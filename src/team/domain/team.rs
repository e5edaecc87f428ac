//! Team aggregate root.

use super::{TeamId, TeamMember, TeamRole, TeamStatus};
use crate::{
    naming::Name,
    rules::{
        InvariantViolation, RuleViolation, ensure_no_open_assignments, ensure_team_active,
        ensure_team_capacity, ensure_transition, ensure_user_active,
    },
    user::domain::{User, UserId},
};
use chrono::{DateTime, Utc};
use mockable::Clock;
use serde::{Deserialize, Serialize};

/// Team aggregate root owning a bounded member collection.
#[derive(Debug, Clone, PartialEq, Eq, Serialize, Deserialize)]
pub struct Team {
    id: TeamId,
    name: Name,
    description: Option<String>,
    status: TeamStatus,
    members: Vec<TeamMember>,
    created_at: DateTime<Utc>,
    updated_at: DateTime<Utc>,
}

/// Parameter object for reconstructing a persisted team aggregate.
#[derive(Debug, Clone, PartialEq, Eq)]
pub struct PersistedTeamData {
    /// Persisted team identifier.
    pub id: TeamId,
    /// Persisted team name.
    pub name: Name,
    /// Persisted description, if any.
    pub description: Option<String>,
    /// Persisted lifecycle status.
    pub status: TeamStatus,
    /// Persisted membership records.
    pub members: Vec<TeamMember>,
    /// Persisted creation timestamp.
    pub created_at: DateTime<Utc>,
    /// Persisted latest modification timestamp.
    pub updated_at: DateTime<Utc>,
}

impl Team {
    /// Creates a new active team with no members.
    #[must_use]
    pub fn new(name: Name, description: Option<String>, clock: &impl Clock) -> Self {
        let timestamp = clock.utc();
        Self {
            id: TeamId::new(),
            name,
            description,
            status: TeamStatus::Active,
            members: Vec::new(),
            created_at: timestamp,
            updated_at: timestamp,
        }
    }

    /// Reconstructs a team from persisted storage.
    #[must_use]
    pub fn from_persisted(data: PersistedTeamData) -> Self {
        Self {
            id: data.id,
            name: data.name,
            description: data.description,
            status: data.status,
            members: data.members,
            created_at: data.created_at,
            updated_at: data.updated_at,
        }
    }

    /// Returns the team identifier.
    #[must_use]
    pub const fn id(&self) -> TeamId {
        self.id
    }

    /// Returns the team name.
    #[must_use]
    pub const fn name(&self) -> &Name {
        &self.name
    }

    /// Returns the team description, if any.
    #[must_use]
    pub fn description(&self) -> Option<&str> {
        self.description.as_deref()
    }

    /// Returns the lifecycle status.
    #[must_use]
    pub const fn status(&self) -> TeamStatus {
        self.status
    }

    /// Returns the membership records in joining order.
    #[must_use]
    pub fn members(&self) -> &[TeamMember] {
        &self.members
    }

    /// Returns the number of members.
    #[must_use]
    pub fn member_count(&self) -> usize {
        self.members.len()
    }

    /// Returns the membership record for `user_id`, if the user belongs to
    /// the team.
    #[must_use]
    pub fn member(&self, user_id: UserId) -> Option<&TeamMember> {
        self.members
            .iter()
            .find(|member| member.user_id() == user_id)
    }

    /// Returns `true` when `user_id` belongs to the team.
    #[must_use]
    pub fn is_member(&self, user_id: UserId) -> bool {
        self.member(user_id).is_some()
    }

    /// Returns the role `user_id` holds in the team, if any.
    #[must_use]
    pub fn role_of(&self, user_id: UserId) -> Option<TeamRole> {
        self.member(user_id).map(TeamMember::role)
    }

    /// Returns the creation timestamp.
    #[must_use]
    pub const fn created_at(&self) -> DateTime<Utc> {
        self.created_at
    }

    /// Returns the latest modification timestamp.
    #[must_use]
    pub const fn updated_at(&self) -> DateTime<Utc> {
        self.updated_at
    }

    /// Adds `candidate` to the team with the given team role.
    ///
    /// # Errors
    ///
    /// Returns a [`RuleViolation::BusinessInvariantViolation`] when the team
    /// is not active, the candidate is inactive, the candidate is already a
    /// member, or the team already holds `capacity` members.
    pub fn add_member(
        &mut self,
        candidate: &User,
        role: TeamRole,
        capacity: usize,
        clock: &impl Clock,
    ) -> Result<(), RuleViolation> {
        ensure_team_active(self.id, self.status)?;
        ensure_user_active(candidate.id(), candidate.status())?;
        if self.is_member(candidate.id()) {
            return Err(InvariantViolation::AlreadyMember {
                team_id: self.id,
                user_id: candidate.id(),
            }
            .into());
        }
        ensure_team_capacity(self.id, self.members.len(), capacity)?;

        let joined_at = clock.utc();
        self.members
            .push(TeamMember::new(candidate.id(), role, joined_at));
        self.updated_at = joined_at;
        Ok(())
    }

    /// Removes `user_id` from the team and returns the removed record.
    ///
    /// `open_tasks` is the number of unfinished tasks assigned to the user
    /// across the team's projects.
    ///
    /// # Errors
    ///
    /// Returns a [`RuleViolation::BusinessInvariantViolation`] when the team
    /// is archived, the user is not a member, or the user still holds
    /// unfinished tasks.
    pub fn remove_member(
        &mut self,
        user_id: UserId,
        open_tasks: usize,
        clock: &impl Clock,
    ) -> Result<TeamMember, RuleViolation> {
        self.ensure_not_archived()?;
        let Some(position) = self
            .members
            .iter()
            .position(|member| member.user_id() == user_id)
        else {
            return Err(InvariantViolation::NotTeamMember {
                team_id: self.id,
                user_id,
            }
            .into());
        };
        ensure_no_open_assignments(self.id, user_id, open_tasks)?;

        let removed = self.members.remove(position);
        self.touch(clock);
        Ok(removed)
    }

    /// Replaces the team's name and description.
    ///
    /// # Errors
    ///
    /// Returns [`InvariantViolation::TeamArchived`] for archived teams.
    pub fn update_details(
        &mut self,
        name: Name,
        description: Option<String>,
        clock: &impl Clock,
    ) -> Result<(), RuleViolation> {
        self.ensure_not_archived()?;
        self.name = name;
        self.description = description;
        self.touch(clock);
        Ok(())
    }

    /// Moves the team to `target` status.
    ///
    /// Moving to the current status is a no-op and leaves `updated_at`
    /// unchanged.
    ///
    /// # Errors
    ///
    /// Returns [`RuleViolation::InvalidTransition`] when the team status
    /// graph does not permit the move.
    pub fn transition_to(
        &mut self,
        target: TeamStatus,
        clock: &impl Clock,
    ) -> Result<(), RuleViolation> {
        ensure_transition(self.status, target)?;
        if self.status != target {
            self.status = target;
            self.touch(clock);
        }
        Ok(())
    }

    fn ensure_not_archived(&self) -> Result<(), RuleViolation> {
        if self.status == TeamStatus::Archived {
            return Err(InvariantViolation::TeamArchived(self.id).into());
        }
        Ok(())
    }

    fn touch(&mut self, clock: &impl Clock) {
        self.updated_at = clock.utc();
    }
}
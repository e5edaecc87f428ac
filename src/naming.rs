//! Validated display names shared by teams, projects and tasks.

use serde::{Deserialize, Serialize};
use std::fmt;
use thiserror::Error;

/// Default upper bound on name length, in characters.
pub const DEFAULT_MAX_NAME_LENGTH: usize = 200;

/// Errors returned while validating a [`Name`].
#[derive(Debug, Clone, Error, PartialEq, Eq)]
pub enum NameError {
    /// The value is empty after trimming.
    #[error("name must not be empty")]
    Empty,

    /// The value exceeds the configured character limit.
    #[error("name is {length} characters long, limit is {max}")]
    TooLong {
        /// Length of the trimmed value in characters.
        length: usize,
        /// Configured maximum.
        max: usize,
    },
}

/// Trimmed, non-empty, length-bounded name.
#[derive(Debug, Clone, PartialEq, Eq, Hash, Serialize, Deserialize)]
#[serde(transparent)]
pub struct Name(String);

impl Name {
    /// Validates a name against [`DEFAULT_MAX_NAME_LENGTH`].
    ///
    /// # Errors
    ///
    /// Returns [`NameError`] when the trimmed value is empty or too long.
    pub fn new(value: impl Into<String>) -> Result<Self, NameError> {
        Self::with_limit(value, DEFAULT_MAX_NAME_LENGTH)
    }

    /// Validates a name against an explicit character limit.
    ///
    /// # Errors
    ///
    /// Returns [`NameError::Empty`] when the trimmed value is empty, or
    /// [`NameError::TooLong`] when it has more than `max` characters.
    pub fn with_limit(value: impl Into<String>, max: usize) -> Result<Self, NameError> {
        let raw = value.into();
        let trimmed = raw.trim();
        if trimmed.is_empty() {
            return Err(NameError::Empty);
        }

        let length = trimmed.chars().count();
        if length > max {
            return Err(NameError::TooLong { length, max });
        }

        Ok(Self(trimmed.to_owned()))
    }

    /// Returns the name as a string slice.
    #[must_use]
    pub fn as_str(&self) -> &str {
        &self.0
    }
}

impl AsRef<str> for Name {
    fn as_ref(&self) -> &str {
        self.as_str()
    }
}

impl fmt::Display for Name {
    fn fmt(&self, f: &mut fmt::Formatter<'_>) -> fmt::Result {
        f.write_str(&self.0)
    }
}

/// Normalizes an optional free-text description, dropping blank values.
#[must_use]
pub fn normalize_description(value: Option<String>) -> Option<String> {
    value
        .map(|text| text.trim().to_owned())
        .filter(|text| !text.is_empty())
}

==

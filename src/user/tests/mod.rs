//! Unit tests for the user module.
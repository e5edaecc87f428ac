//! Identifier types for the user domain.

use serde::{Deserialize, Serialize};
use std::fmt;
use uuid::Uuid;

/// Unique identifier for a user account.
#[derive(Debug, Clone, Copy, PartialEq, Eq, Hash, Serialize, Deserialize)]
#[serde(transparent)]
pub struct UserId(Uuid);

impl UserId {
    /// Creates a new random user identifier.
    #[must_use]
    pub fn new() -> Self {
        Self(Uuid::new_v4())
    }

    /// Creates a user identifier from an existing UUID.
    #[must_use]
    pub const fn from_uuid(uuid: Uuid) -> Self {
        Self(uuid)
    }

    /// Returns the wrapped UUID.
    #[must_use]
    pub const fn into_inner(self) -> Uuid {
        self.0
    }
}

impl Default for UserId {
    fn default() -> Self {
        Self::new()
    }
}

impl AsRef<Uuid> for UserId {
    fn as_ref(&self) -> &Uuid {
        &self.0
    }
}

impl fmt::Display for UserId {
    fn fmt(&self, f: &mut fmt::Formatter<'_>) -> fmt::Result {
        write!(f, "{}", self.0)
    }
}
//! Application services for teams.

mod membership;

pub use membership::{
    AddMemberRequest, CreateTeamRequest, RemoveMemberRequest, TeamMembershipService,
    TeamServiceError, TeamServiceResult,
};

*WORK ORDER*
Your task is to retype the entries verbatim, starting with the line that holds "#[derive(Debug, Clone, PartialEq, Eq)]" and stopping after the line that holds "Persisted creation timestamp.".

*ANSWER AREA*
#[derive(Debug, Clone, PartialEq, Eq)]
pub struct PersistedTeamData {
    /// Persisted team identifier.
    pub id: TeamId,
    /// Persisted team name.
    pub name: Name,
    /// Persisted description, if any.
    pub description: Option<String>,
    /// Persisted lifecycle status.
    pub status: TeamStatus,
    /// Persisted membership records.
    pub members: Vec<TeamMember>,
    /// Persisted creation timestamp.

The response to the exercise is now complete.